The programming model for Akka consists of Akka SDK and Akka Libraries:
- Akka Libraries is an open-ended toolkit for building distributed systems. It has a modular structure, with a core module providing actors. Other modules are available to add features such as network distribution of actors, cluster support, Command and Event Sourcing, data distribution and management (through CRDTs and event logging), integration with various third-party systems through the Alpakka streaming integration module, and even support for other concurrency models such as asynchronous stream-processing and Futures.
- Akka SDK is a high-level and opinionated framework built on top of the Akka Libraries. It encodes the most common and useful patterns and best practices learned from the use of Akka Libraries through a set of discrete composable components (Entity, View, Endpoint, Workflow, Consumer, and Timer), allowing developers to build highly responsive, scalable, resilient, distributed agentic and services-based applications.

==Relation to other libraries==
Other frameworks and toolkits have emerged to form an ecosystem around Akka:
- The Play framework for developing web applications offers integration with Akka
- Up until version 1.6, Apache Spark used Akka for communication between nodes
- The Socko Web Server library supports the implementation of REST APIs for Akka applications
- The eventsourced library provides event-driven architecture (see also domain-driven design) support for Akka actors
- The Gatling stress test tool for load-testing web servers is built upon Akka
- The Scalatra web framework offers integration with Akka.
- The Vaadin web app development framework can integrate with Akka
- The Apache Flink (platform for distributed stream and batch data processing) RPC system is built using Akka but isolated since v1.14.
- The Lagom framework for building reactive microservices is implemented on top of Akka.
There are more than 250 public projects registered on GitHub which use Akka.

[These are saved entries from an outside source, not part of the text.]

//! Company and user account endpoints.

use shopctl_core::{Company, User};

use crate::envelope::{decode_page, Page};
use crate::error::ApiError;
use crate::types::{CompanyInput, ListQuery, UserInput};

use super::{CatalogClient, KeyScope};

impl CatalogClient {
    /// Fetches one page of companies.
    ///
    /// # Errors
    ///
    /// Network/status/decoding errors from the list request.
    pub async fn list_companies(&self, query: &ListQuery) -> Result<Page<Company>, ApiError> {
        let mut url = self.endpoint("companies")?;
        url.query_pairs_mut()
            .append_pair("skip", &query.skip.to_string())
            .append_pair("limit", &query.limit.to_string());
        let body = self.get_json(url, KeyScope::Catalog).await?;
        decode_page(body, "companies")
    }

    /// # Errors
    ///
    /// Network/status/decoding errors from the create request.
    pub async fn create_company(&self, input: &CompanyInput) -> Result<Company, ApiError> {
        let url = self.endpoint("companies")?;
        let body = self.post_json(url, KeyScope::Catalog, input).await?;
        Self::decode(body, "created company")
    }

    /// Partial update: only the fields set on `input` are sent.
    ///
    /// # Errors
    ///
    /// [`ApiError::NotFound`] when no company has this id; the usual
    /// network/status/decoding errors otherwise.
    pub async fn update_company(
        &self,
        id: i64,
        input: &CompanyInput,
    ) -> Result<Company, ApiError> {
        let url = self.endpoint(&format!("companies/{id}"))?;
        let body = self.put_json(url, KeyScope::Catalog, input).await?;
        Self::decode(body, &format!("updated company {id}"))
    }

    /// # Errors
    ///
    /// [`ApiError::NotFound`] when no company has this id; the usual
    /// network/status errors otherwise.
    pub async fn delete_company(&self, id: i64) -> Result<(), ApiError> {
        let url = self.endpoint(&format!("companies/{id}"))?;
        self.delete_request(url, KeyScope::Catalog).await
    }

    /// Fetches one page of users.
    ///
    /// # Errors
    ///
    /// Network/status/decoding errors from the list request.
    pub async fn list_users(&self, query: &ListQuery) -> Result<Page<User>, ApiError> {
        let mut url = self.endpoint("users")?;
        url.query_pairs_mut()
            .append_pair("skip", &query.skip.to_string())
            .append_pair("limit", &query.limit.to_string());
        let body = self.get_json(url, KeyScope::Catalog).await?;
        decode_page(body, "users")
    }

    /// # Errors
    ///
    /// Network/status/decoding errors from the create request.
    pub async fn create_user(&self, input: &UserInput) -> Result<User, ApiError> {
        let url = self.endpoint("users")?;
        let body = self.post_json(url, KeyScope::Catalog, input).await?;
        Self::decode(body, "created user")
    }

    /// Partial update: only the fields set on `input` are sent.
    ///
    /// # Errors
    ///
    /// [`ApiError::NotFound`] when no user has this id; the usual
    /// network/status/decoding errors otherwise.
    pub async fn update_user(&self, id: i64, input: &UserInput) -> Result<User, ApiError> {
        let url = self.endpoint(&format!("users/{id}"))?;
        let body = self.put_json(url, KeyScope::Catalog, input).await?;
        Self::decode(body, &format!("updated user {id}"))
    }

    /// # Errors
    ///
    /// [`ApiError::NotFound`] when no user has this id; the usual
    /// network/status errors otherwise.
    pub async fn delete_user(&self, id: i64) -> Result<(), ApiError> {
        let url = self.endpoint(&format!("users/{id}"))?;
        self.delete_request(url, KeyScope::Catalog).await
    }
}
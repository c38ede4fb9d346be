//! Sequential `skip`/`limit` pagination over collection endpoints.
//!
//! Pages are awaited strictly one after another; there are no concurrent
//! page fetches and no retries. The loop stops when a page comes back short,
//! when the envelope reports `has_next: false`, when the item cap is
//! reached, or when a page request fails; what happens on failure is an
//! explicit policy rather than silent truncation.

use std::future::Future;

use crate::envelope::Page;
use crate::error::ApiError;

pub const DEFAULT_PAGE_SIZE: u32 = 500;

const DEFAULT_ITEM_CAP: usize = 5_000;

/// What to do when a page request fails mid-collection.
#[derive(Debug, Clone, Copy, PartialEq, Eq)]
pub enum PageErrorPolicy {
    /// End the loop and report the accumulated partial result, marking it
    /// as truncated. This matches the behavior admin views historically
    /// relied on and is the default.
    Truncate,
    /// Propagate the page error and discard the partial result.
    Fail,
}

#[derive(Debug, Clone)]
pub struct FetchAllOptions {
    pub page_size: u32,
    /// Safety cap on the total number of items fetched, bounding memory and
    /// request count against a misbehaving endpoint.
    pub max_items: usize,
    pub on_page_error: PageErrorPolicy,
}

impl Default for FetchAllOptions {
    fn default() -> Self {
        Self {
            page_size: DEFAULT_PAGE_SIZE,
            max_items: DEFAULT_ITEM_CAP,
            on_page_error: PageErrorPolicy::Truncate,
        }
    }
}

impl FetchAllOptions {
    /// Default options with a call-site-specific item cap.
    #[must_use]
    pub fn with_cap(max_items: usize) -> Self {
        Self {
            max_items,
            ..Self::default()
        }
    }
}

/// Why a collection came back incomplete.
#[derive(Debug)]
pub enum Truncation {
    ItemCap { max_items: usize },
    PageError(ApiError),
}

impl std::fmt::Display for Truncation {
    fn fmt(&self, f: &mut std::fmt::Formatter<'_>) -> std::fmt::Result {
        match self {
            Truncation::ItemCap { max_items } => write!(f, "item cap of {max_items} reached"),
            Truncation::PageError(err) => write!(f, "page fetch failed: {err}"),
        }
    }
}

/// All pages of a collection, with an explicit marker when the result is
/// known to be partial.
#[derive(Debug)]
pub struct Collected<T> {
    pub items: Vec<T>,
    pub truncation: Option<Truncation>,
}

impl<T> Collected<T> {
    #[must_use]
    pub fn is_complete(&self) -> bool {
        self.truncation.is_none()
    }
}

/// Drives `fetch_page(skip, limit)` until the collection is exhausted, the
/// item cap is hit, or a page fails.
///
/// # Errors
///
/// Returns the page error only under [`PageErrorPolicy::Fail`]; under
/// [`PageErrorPolicy::Truncate`] a failed page ends the loop and the error
/// is reported through [`Collected::truncation`].
pub(crate) async fn fetch_all_pages<T, F, Fut>(
    resource: &'static str,
    options: &FetchAllOptions,
    mut fetch_page: F,
) -> Result<Collected<T>, ApiError>
where
    F: FnMut(u32, u32) -> Fut,
    Fut: Future<Output = Result<Page<T>, ApiError>>,
{
    let page_size = options.page_size.max(1);
    let mut items: Vec<T> = Vec::new();

    loop {
        if items.len() >= options.max_items {
            tracing::warn!(
                resource,
                max_items = options.max_items,
                "item cap reached, result truncated"
            );
            return Ok(Collected {
                items,
                truncation: Some(Truncation::ItemCap {
                    max_items: options.max_items,
                }),
            });
        }

        let skip = u32::try_from(items.len()).unwrap_or(u32::MAX);
        let page = match fetch_page(skip, page_size).await {
            Ok(page) => page,
            Err(err) => match options.on_page_error {
                PageErrorPolicy::Fail => return Err(err),
                PageErrorPolicy::Truncate => {
                    tracing::warn!(
                        resource,
                        skip,
                        error = %err,
                        "page fetch failed, returning partial result"
                    );
                    return Ok(Collected {
                        items,
                        truncation: Some(Truncation::PageError(err)),
                    });
                }
            },
        };

        let count = page.items.len();
        items.extend(page.items);
        tracing::debug!(resource, skip, count, total = items.len(), "fetched page");

        let has_next = page.meta.as_ref().and_then(|meta| meta.has_next);
        if count < page_size as usize || has_next == Some(false) {
            return Ok(Collected {
                items,
                truncation: None,
            });
        }
    }
}
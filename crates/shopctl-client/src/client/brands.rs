//! Brand endpoints.

use shopctl_core::Brand;

use crate::envelope::{decode_page, Page};
use crate::error::ApiError;
use crate::fetch_all::{fetch_all_pages, Collected, FetchAllOptions};
use crate::types::{BrandInput, ListQuery};

use super::{CatalogClient, KeyScope};

impl CatalogClient {
    /// Fetches one page of brands.
    ///
    /// # Errors
    ///
    /// Network/status/decoding errors from the list request.
    pub async fn list_brands(&self, query: &ListQuery) -> Result<Page<Brand>, ApiError> {
        let mut url = self.endpoint("brands")?;
        url.query_pairs_mut()
            .append_pair("skip", &query.skip.to_string())
            .append_pair("limit", &query.limit.to_string());
        let body = self.get_json(url, KeyScope::Catalog).await?;
        decode_page(body, "brands")
    }

    /// Fetches every page of the brand collection, up to the configured
    /// item cap.
    ///
    /// # Errors
    ///
    /// Propagates a page error only under [`crate::PageErrorPolicy::Fail`].
    pub async fn list_all_brands(
        &self,
        options: &FetchAllOptions,
    ) -> Result<Collected<Brand>, ApiError> {
        fetch_all_pages("brands", options, |skip, limit| {
            let query = ListQuery { skip, limit };
            async move { self.list_brands(&query).await }
        })
        .await
    }

    /// # Errors
    ///
    /// [`ApiError::NotFound`] when no brand has this id; the usual
    /// network/status/decoding errors otherwise.
    pub async fn get_brand(&self, id: i64) -> Result<Brand, ApiError> {
        let url = self.endpoint(&format!("brands/{id}"))?;
        let body = self.get_json(url, KeyScope::Catalog).await?;
        Self::decode(body, &format!("brand {id}"))
    }

    /// # Errors
    ///
    /// Network/status/decoding errors from the create request.
    pub async fn create_brand(&self, input: &BrandInput) -> Result<Brand, ApiError> {
        let url = self.endpoint("brands")?;
        let body = self.post_json(url, KeyScope::Catalog, input).await?;
        Self::decode(body, "created brand")
    }

    /// Partial update: only the fields set on `input` are sent.
    ///
    /// # Errors
    ///
    /// [`ApiError::NotFound`] when no brand has this id; the usual
    /// network/status/decoding errors otherwise.
    pub async fn update_brand(&self, id: i64, input: &BrandInput) -> Result<Brand, ApiError> {
        let url = self.endpoint(&format!("brands/{id}"))?;
        let body = self.put_json(url, KeyScope::Catalog, input).await?;
        Self::decode(body, &format!("updated brand {id}"))
    }

    /// # Errors
    ///
    /// [`ApiError::NotFound`] when no brand has this id; the usual
    /// network/status errors otherwise.
    pub async fn delete_brand(&self, id: i64) -> Result<(), ApiError> {
        let url = self.endpoint(&format!("brands/{id}"))?;
        self.delete_request(url, KeyScope::Catalog).await
    }
}
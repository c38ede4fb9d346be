#[derive(Clone)]
pub struct AppConfig {
    pub api_base_url: String,
    pub api_key: String,
    pub logistics_api_key: Option<String>,
    pub log_level: String,
    pub lang: Option<String>,
    pub request_timeout_secs: u64,
    pub prefetch_timeout_secs: u64,
    pub page_size: u32,
    pub category_fetch_cap: usize,
    pub product_scan_cap: usize,
}

impl std::fmt::Debug for AppConfig {
    fn fmt(&self, f: &mut std::fmt::Formatter<'_>) -> std::fmt::Result {
        f.debug_struct("AppConfig")
            .field("api_base_url", &self.api_base_url)
            .field("api_key", &"[redacted]")
            .field(
                "logistics_api_key",
                &self.logistics_api_key.as_ref().map(|_| "[redacted]"),
            )
            .field("log_level", &self.log_level)
            .field("lang", &self.lang)
            .field("request_timeout_secs", &self.request_timeout_secs)
            .field("prefetch_timeout_secs", &self.prefetch_timeout_secs)
            .field("page_size", &self.page_size)
            .field("category_fetch_cap", &self.category_fetch_cap)
            .field("product_scan_cap", &self.product_scan_cap)
            .finish()
    }
}
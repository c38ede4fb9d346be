use crate::app_config::AppConfig;
use crate::ConfigError;

/// Load application configuration from environment variables.
///
/// Calls `dotenvy::dotenv().ok()` to load `.env` files before reading env vars.
///
/// # Errors
///
/// Returns `ConfigError` if required env vars are missing or values are invalid.
pub fn load_app_config() -> Result<AppConfig, ConfigError> {
    dotenvy::dotenv().ok();
    load_app_config_from_env()
}

/// Load application configuration from environment variables already in the process.
///
/// Unlike [`load_app_config`], this does NOT load `.env` files — useful for testing
/// or when the caller manages env setup.
///
/// # Errors
///
/// Returns `ConfigError` if required env vars are missing or values are invalid.
pub fn load_app_config_from_env() -> Result<AppConfig, ConfigError> {
    build_app_config(|key| std::env::var(key))
}

/// Build application configuration using the provided env-var lookup function.
///
/// This is the core parsing/validation logic, decoupled from the actual environment
/// so it can be tested with a pure `HashMap` lookup — no `set_var`/`remove_var` needed.
fn build_app_config<F>(lookup: F) -> Result<AppConfig, ConfigError>
where
    F: Fn(&str) -> Result<String, std::env::VarError>,
{
    let require = |var: &str| -> Result<String, ConfigError> {
        lookup(var).map_err(|_| ConfigError::MissingEnvVar(var.to_string()))
    };

    let or_default = |var: &str, default: &str| -> String {
        lookup(var).unwrap_or_else(|_| default.to_string())
    };

    let parse_u32 = |var: &str, default: &str| -> Result<u32, ConfigError> {
        let raw = or_default(var, default);
        raw.parse::<u32>().map_err(|e| ConfigError::InvalidEnvVar {
            var: var.to_string(),
            reason: e.to_string(),
        })
    };

    let parse_u64 = |var: &str, default: &str| -> Result<u64, ConfigError> {
        let raw = or_default(var, default);
        raw.parse::<u64>().map_err(|e| ConfigError::InvalidEnvVar {
            var: var.to_string(),
            reason: e.to_string(),
        })
    };

    let parse_usize = |var: &str, default: &str| -> Result<usize, ConfigError> {
        let raw = or_default(var, default);
        raw.parse::<usize>()
            .map_err(|e| ConfigError::InvalidEnvVar {
                var: var.to_string(),
                reason: e.to_string(),
            })
    };

    let api_base_url = require("SHOPCTL_API_BASE_URL")?;
    let api_key = require("SHOPCTL_API_KEY")?;
    let logistics_api_key = lookup("SHOPCTL_LOGISTICS_API_KEY").ok();

    let log_level = or_default("SHOPCTL_LOG_LEVEL", "info");
    let lang = lookup("SHOPCTL_LANG").ok();

    let request_timeout_secs = parse_u64("SHOPCTL_REQUEST_TIMEOUT_SECS", "30")?;
    let prefetch_timeout_secs = parse_u64("SHOPCTL_PREFETCH_TIMEOUT_SECS", "15")?;
    let page_size = parse_u32("SHOPCTL_PAGE_SIZE", "500")?;
    let category_fetch_cap = parse_usize("SHOPCTL_CATEGORY_FETCH_CAP", "5000")?;
    let product_scan_cap = parse_usize("SHOPCTL_PRODUCT_SCAN_CAP", "20000")?;

    Ok(AppConfig {
        api_base_url,
        api_key,
        logistics_api_key,
        log_level,
        lang,
        request_timeout_secs,
        prefetch_timeout_secs,
        page_size,
        category_fetch_cap,
        product_scan_cap,
    })
}

#[cfg(test)]
mod tests {
    use std::collections::HashMap;
    use std::env::VarError;

    use super::*;

    fn lookup_from_map<'a>(
        map: &'a HashMap<&'a str, &'a str>,
    ) -> impl Fn(&str) -> Result<String, VarError> + 'a {
        move |key| {
            map.get(key)
                .map(|v| (*v).to_string())
                .ok_or(VarError::NotPresent)
        }
    }

    /// Returns a map with all required env vars populated with valid defaults.
    fn full_env<'a>() -> HashMap<&'a str, &'a str> {
        let mut m = HashMap::new();
        m.insert("SHOPCTL_API_BASE_URL", "https://api.example-shop.test/v1");
        m.insert("SHOPCTL_API_KEY", "test-key");
        m
    }

    #[test]
    fn build_app_config_fails_without_base_url() {
        let map: HashMap<&str, &str> = HashMap::new();
        let result = build_app_config(lookup_from_map(&map));
        assert!(
            matches!(result, Err(ConfigError::MissingEnvVar(ref v)) if v == "SHOPCTL_API_BASE_URL"),
            "expected MissingEnvVar(SHOPCTL_API_BASE_URL), got: {result:?}"
        );
    }

    #[test]
    fn build_app_config_fails_without_api_key() {
        let mut map: HashMap<&str, &str> = HashMap::new();
        map.insert("SHOPCTL_API_BASE_URL", "https://api.example-shop.test/v1");
        let result = build_app_config(lookup_from_map(&map));
        assert!(
            matches!(result, Err(ConfigError::MissingEnvVar(ref v)) if v == "SHOPCTL_API_KEY"),
            "expected MissingEnvVar(SHOPCTL_API_KEY), got: {result:?}"
        );
    }

    #[test]
    fn build_app_config_succeeds_with_all_required_vars() {
        let map = full_env();
        let result = build_app_config(lookup_from_map(&map));
        assert!(result.is_ok(), "expected Ok, got: {result:?}");
        let cfg = result.unwrap();
        assert_eq!(cfg.api_base_url, "https://api.example-shop.test/v1");
        assert_eq!(cfg.log_level, "info");
        assert!(cfg.logistics_api_key.is_none());
        assert!(cfg.lang.is_none());
        assert_eq!(cfg.request_timeout_secs, 30);
        assert_eq!(cfg.prefetch_timeout_secs, 15);
        assert_eq!(cfg.page_size, 500);
        assert_eq!(cfg.category_fetch_cap, 5000);
        assert_eq!(cfg.product_scan_cap, 20000);
    }

    #[test]
    fn build_app_config_reads_optional_logistics_key() {
        let mut map = full_env();
        map.insert("SHOPCTL_LOGISTICS_API_KEY", "logistics-key");
        let cfg = build_app_config(lookup_from_map(&map)).unwrap();
        assert_eq!(cfg.logistics_api_key.as_deref(), Some("logistics-key"));
    }

    #[test]
    fn build_app_config_page_size_override() {
        let mut map = full_env();
        map.insert("SHOPCTL_PAGE_SIZE", "100");
        let cfg = build_app_config(lookup_from_map(&map)).unwrap();
        assert_eq!(cfg.page_size, 100);
    }

    #[test]
    fn build_app_config_page_size_invalid() {
        let mut map = full_env();
        map.insert("SHOPCTL_PAGE_SIZE", "not-a-number");
        let result = build_app_config(lookup_from_map(&map));
        assert!(
            matches!(result, Err(ConfigError::InvalidEnvVar { ref var, .. }) if var == "SHOPCTL_PAGE_SIZE"),
            "expected InvalidEnvVar(SHOPCTL_PAGE_SIZE), got: {result:?}"
        );
    }

    #[test]
    fn build_app_config_scan_cap_override() {
        let mut map = full_env();
        map.insert("SHOPCTL_PRODUCT_SCAN_CAP", "1000");
        let cfg = build_app_config(lookup_from_map(&map)).unwrap();
        assert_eq!(cfg.product_scan_cap, 1000);
    }

    #[test]
    fn build_app_config_timeout_invalid() {
        let mut map = full_env();
        map.insert("SHOPCTL_REQUEST_TIMEOUT_SECS", "soon");
        let result = build_app_config(lookup_from_map(&map));
        assert!(
            matches!(result, Err(ConfigError::InvalidEnvVar { ref var, .. }) if var == "SHOPCTL_REQUEST_TIMEOUT_SECS"),
            "expected InvalidEnvVar(SHOPCTL_REQUEST_TIMEOUT_SECS), got: {result:?}"
        );
    }

    #[test]
    fn debug_output_redacts_keys() {
        let mut map = full_env();
        map.insert("SHOPCTL_LOGISTICS_API_KEY", "logistics-key");
        let cfg = build_app_config(lookup_from_map(&map)).unwrap();
        let rendered = format!("{cfg:?}");
        assert!(!rendered.contains("test-key"), "api key leaked: {rendered}");
        assert!(
            !rendered.contains("logistics-key"),
            "logistics key leaked: {rendered}"
        );
    }
}
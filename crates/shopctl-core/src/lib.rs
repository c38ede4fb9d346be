use thiserror::Error;

pub mod app_config;
pub mod catalog;
pub mod config;
pub mod format;
pub mod tree;

pub use app_config::AppConfig;
pub use catalog::{
    Attribute, Brand, Category, Company, Delivery, Discount, Product, StockLevel, StockStatus,
    TaxClass, User, Variant, Warranty,
};
pub use config::{load_app_config, load_app_config_from_env};
pub use tree::{collect_descendants, expand_selection, flatten_tree, TreeItem};

#[derive(Debug, Error)]
pub enum ConfigError {
    #[error("missing required environment variable: {0}")]
    MissingEnvVar(String),

    #[error("invalid value for environment variable {var}: {reason}")]
    InvalidEnvVar { var: String, reason: String },
}
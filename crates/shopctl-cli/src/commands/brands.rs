//! Brand commands.

use clap::Subcommand;
use shopctl_client::{CatalogClient, FetchAllOptions};
use shopctl_core::AppConfig;

#[derive(Debug, Subcommand)]
pub enum BrandCommands {
    /// List brands
    List,
}

pub async fn run(
    client: &CatalogClient,
    config: &AppConfig,
    command: BrandCommands,
) -> anyhow::Result<()> {
    match command {
        BrandCommands::List => run_list(client, config).await,
    }
}

async fn run_list(client: &CatalogClient, config: &AppConfig) -> anyhow::Result<()> {
    let options = FetchAllOptions {
        page_size: config.page_size,
        ..FetchAllOptions::default()
    };
    let collected = client.list_all_brands(&options).await?;
    if let Some(truncation) = &collected.truncation {
        eprintln!("warning: brand list is incomplete ({truncation})");
    }
    if collected.items.is_empty() {
        println!("no brands found");
        return Ok(());
    }

    let header = format!("{:<8}{:<28}{:<28}ACTIVE", "ID", "NAME", "SLUG");
    println!("{header}");
    for brand in &collected.items {
        println!(
            "{:<8}{:<28}{:<28}{}",
            brand.id,
            super::truncate(&brand.name, 24),
            super::truncate(&brand.slug, 24),
            super::yes_no(brand.is_active)
        );
    }

    Ok(())
}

==Publications about Akka==
There are several books about Akka:
- Akka Essentials
- Akka Code Examples
- Akka Concurrency
- Akka in Action, Second Edition
- Akka in Action
- Effective Akka
- Composable Futures with Akka 2.0, Featuring Java, Scala and Akka Code Examples
Akka also features in:
- P. Haller's "Actors in Scala"
- N. Raychaudhuri's "Scala in Action"
- D. Wampler's "Functional Programming for Java Developers"
- A. Alexander's "Scala Cookbook"
- V. Subramaniam's "Programming Concurrency on the JVM"
- M. Bernhardt's "Reactive Web Applications"
Besides many web articles that describe the commercial use of Akka,
there are also overview articles about it.